# Instructions for the task
For each line of the listing below that contains the string "XmlCursor", copy the line.

# Supplied material
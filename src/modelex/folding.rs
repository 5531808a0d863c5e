//! Fold ranges
//!
//! A [`FoldMode`] answers two questions for a row: does a fold start here
//! ([`FoldMode::fold_widget`]), and if so, what does it cover ([`FoldMode::fold_range`]).
//!
//! [`SectionFolding`] folds INI style sections. A section runs from its header to the last
//! non-blank line before the next header that is not one of its children:
//!
//! ```text
//! 0  [a]          <- fold start
//! 1  x=1
//! 2  [a.b]        <- child of [a], stays inside
//! 3  y=2          <- fold end
//! 4  [c]          <- sibling, ends the fold
//! ```
//!
//! Columns are byte offsets into the line, like token spans.

use once_cell::sync::Lazy;
use regex::Regex;
use serde::Serialize;

/// A collapsible region, from the end of its first line to the end of its last line.
#[derive(Debug, Clone, Copy, PartialEq, Eq, Hash, Serialize)]
pub struct FoldRange {
    pub start_row: usize,
    pub start_column: usize,
    pub end_row: usize,
    pub end_column: usize,
}

impl FoldRange {
    /// Rows hidden when the range is folded.
    pub fn hidden_rows(&self) -> usize {
        self.end_row - self.start_row
    }
}

#[derive(Debug, Clone, Copy, PartialEq, Eq, Serialize)]
#[serde(rename_all = "lowercase")]
pub enum FoldMarker {
    Start,
    End,
}

/// Fold computation over raw lines.
pub trait FoldMode: Send + Sync {
    fn name(&self) -> &str;

    /// Whether `row` opens (or closes) a fold.
    fn fold_widget(&self, lines: &[&str], row: usize) -> Option<FoldMarker>;

    /// The range folded from `row`, if `row` opens a non-empty fold.
    fn fold_range(&self, lines: &[&str], row: usize) -> Option<FoldRange>;
}

/// `[name]` at the start of a line, optionally followed by a comment.
static SECTION_HEADER: Lazy<Regex> = Lazy::new(|| {
    Regex::new(r"^\s*\[([^\])]*)]\s*(?:$|[;#])").expect("section header pattern is valid")
});

static BLANK_LINE: Lazy<Regex> =
    Lazy::new(|| Regex::new(r"^\s*$").expect("blank line pattern is valid"));

/// Folds sections whose headers match a start marker with the section name in group 1.
///
/// A header `[parent<separator>child]` is nested in `[parent]` and does not end its fold.
#[derive(Debug, Clone)]
pub struct SectionFolding {
    start_marker: Regex,
    separator: String,
}

impl SectionFolding {
    /// INI headers, `.` as the nesting separator.
    pub fn new() -> Self {
        SectionFolding {
            start_marker: SECTION_HEADER.clone(),
            separator: ".".to_string(),
        }
    }

    /// INI headers with another nesting separator.
    pub fn with_separator(separator: impl Into<String>) -> Self {
        SectionFolding {
            start_marker: SECTION_HEADER.clone(),
            separator: separator.into(),
        }
    }

    /// A custom header pattern. Group 1 must capture the section name.
    pub fn with_marker(start_marker: Regex, separator: impl Into<String>) -> Self {
        SectionFolding {
            start_marker,
            separator: separator.into(),
        }
    }

    fn section_name<'a>(&self, line: &'a str) -> Option<&'a str> {
        self.start_marker
            .captures(line)
            .map(|caps| caps.get(1).map_or("", |m| m.as_str()))
    }
}

impl Default for SectionFolding {
    fn default() -> Self {
        Self::new()
    }
}

impl FoldMode for SectionFolding {
    fn name(&self) -> &str {
        "section"
    }

    fn fold_widget(&self, lines: &[&str], row: usize) -> Option<FoldMarker> {
        let line = lines.get(row)?;
        self.start_marker
            .is_match(line)
            .then_some(FoldMarker::Start)
    }

    fn fold_range(&self, lines: &[&str], row: usize) -> Option<FoldRange> {
        let header = lines.get(row)?;
        let name = self.section_name(header)?;
        let child_prefix = format!("{}{}", name, self.separator);

        let mut end_row = row;
        for (offset, line) in lines[row + 1..].iter().enumerate() {
            if BLANK_LINE.is_match(line) {
                continue;
            }
            if let Some(other) = self.section_name(line) {
                if !other.starts_with(&child_prefix) {
                    break;
                }
            }
            end_row = row + 1 + offset;
        }

        (end_row > row).then(|| FoldRange {
            start_row: row,
            start_column: header.len(),
            end_row,
            end_column: lines[end_row].len(),
        })
    }
}
use bytes::{Buf, Bytes, BytesMut};
use quick_xml::events::Event;
use quick_xml::Reader;

use super::model::ParseError;
use super::xml::{is_blank, is_truncated};

/// Forward-only position in one connection's byte stream.
///
/// The wire carries top-level event elements back to back with no framing,
/// so the cursor buffers bytes until an element closes at depth zero and then
/// hands out exactly that slice. Whitespace, comments and PIs between events
/// are dropped. An optional envelope element (e.g. log4j2 `<Events>`) is
/// stepped into rather than treated as an event.
///
/// Scanning resumes where the previous call stopped, so an event arriving in
/// many small reads is tokenized once.
#[derive(Debug)]
pub struct XmlCursor {
    buf: BytesMut,
    envelope: Option<&'static str>,
    in_envelope: bool,
    max_event_size: usize,
    /// Names of the elements open inside the current event, outermost first.
    open: Vec<Vec<u8>>,
    /// Offset in `buf` up to which the current event has been scanned.
    scanned: usize,
    /// Bytes already handed out or skipped, for error offsets.
    consumed: usize,
}

enum Scan {
    Event { start: usize, end: usize },
    /// `skip` bytes in front of the event can go; scanning resumes at `resume`.
    Pending { skip: usize, resume: usize },
    Desync { offset: usize, reason: String },
}

impl XmlCursor {
    pub fn new(initial: &[u8], envelope: Option<&'static str>, max_event_size: usize) -> Self {
        Self {
            buf: BytesMut::from(initial),
            envelope,
            in_envelope: false,
            max_event_size,
            open: Vec::new(),
            scanned: 0,
            consumed: 0,
        }
    }

    pub fn feed(&mut self, bytes: &[u8]) {
        self.buf.extend_from_slice(bytes);
    }

    /// Bytes held for an event that has not closed yet.
    pub fn buffered(&self) -> usize {
        self.buf.len()
    }

    /// Next complete event element, `Ok(None)` when more bytes are needed.
    pub fn next_event(&mut self) -> Result<Option<Bytes>, ParseError> {
        match self.scan() {
            Scan::Event { start, end } => {
                self.skip(start);
                let event = self.buf.split_to(end - start).freeze();
                self.consumed += event.len();
                self.scanned = 0;
                Ok(Some(event))
            }
            Scan::Pending { skip, resume } => {
                self.skip(skip);
                self.scanned = resume - skip;
                if self.buf.len() > self.max_event_size {
                    let size = self.buf.len();
                    self.discard();
                    return Err(ParseError::EventTooLarge(size, self.max_event_size));
                }
                Ok(None)
            }
            Scan::Desync { offset, reason } => {
                let offset = self.consumed + offset;
                self.discard();
                Err(ParseError::Desync { offset, reason })
            }
        }
    }

    fn skip(&mut self, n: usize) {
        self.buf.advance(n);
        self.consumed += n;
    }

    fn discard(&mut self) {
        self.consumed += self.buf.len();
        self.buf.clear();
        self.open.clear();
        self.scanned = 0;
    }

    fn is_envelope(&self, name: &[u8]) -> bool {
        self.envelope.is_some_and(|tag| tag.as_bytes() == name)
    }

    /// Continue tokenizing from `scanned`. Offsets returned are into `buf`.
    fn scan(&mut self) -> Scan {
        let base = self.scanned;
        let mut reader = Reader::from_reader(&self.buf[base..]);
        let config = reader.config_mut();
        // end tags are matched against `open`, which outlives the reader
        config.check_end_names = false;
        config.allow_unmatched_ends = true;

        let mut start = 0usize;
        let mut skip = 0usize;

        loop {
            let before = base + reader.buffer_position() as usize;
            let event = match reader.read_event() {
                Ok(event) => event,
                Err(e) if is_truncated(&e, &self.buf[before..]) => {
                    return Scan::Pending { skip, resume: before }
                }
                Err(e) => {
                    return Scan::Desync {
                        offset: base + reader.error_position() as usize,
                        reason: e.to_string(),
                    }
                }
            };
            let after = base + reader.buffer_position() as usize;

            if self.open.is_empty() {
                match event {
                    Event::Start(e) => {
                        let name = e.name();
                        if !self.in_envelope && self.is_envelope(name.as_ref()) {
                            self.in_envelope = true;
                            skip = after;
                        } else {
                            self.open.push(name.as_ref().to_vec());
                            start = before;
                        }
                    }
                    Event::Empty(e) => {
                        if self.is_envelope(e.name().as_ref()) {
                            skip = after;
                        } else {
                            return Scan::Event { start: before, end: after };
                        }
                    }
                    Event::End(e) => {
                        if self.in_envelope && self.is_envelope(e.name().as_ref()) {
                            self.in_envelope = false;
                            skip = after;
                        } else {
                            return Scan::Desync {
                                offset: before,
                                reason: format!(
                                    "closing tag </{}> without an open event",
                                    String::from_utf8_lossy(e.name().as_ref())
                                ),
                            };
                        }
                    }
                    Event::Text(t) => {
                        if !is_blank(&t) {
                            return Scan::Desync {
                                offset: before,
                                reason: "character data between events".to_string(),
                            };
                        }
                        skip = after;
                    }
                    Event::Eof => return Scan::Pending { skip, resume: skip },
                    _ => skip = after,
                }
                continue;
            }

            match event {
                Event::Start(e) => self.open.push(e.name().as_ref().to_vec()),
                Event::End(e) => {
                    let name = e.name();
                    // Closing an open ancestor closes everything opened inside
                    // it. Names that are not open are left for the parser.
                    if let Some(at) = self.open.iter().rposition(|open| open.as_slice() == name.as_ref()) {
                        self.open.truncate(at);
                    }
                    if self.open.is_empty() {
                        return Scan::Event { start, end: after };
                    }
                }
                Event::Eof => return Scan::Pending { skip, resume: before },
                _ => {}
            }
        }
    }
}
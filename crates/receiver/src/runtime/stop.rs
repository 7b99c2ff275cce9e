//! Stop: wait for an OS shutdown signal.

use tracing::{info, warn};

/// Resolves on Ctrl+C, or SIGTERM on unix.
pub async fn shutdown_signal() {
    let ctrl_c = async {
        if let Err(e) = tokio::signal::ctrl_c().await {
            warn!("Failed to listen for Ctrl+C: {}", e);
            std::future::pending::<()>().await;
        }
    };

    #[cfg(unix)]
    let terminate = async {
        match tokio::signal::unix::signal(tokio::signal::unix::SignalKind::terminate()) {
            Ok(mut sig) => {
                sig.recv().await;
            }
            Err(e) => {
                warn!("Failed to listen for SIGTERM: {}", e);
                std::future::pending::<()>().await;
            }
        }
    };

    #[cfg(not(unix))]
    let terminate = std::future::pending::<()>();

    tokio::select! {
        _ = ctrl_c => {},
        _ = terminate => {},
    }
    info!("Shutdown signal received");
}
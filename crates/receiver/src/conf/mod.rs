//! Conf module: receiver configuration model and loading.

pub mod model;
pub mod load;

pub use model::ReceiverConfig;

# Response area
pub struct XmlCursor {
impl XmlCursor {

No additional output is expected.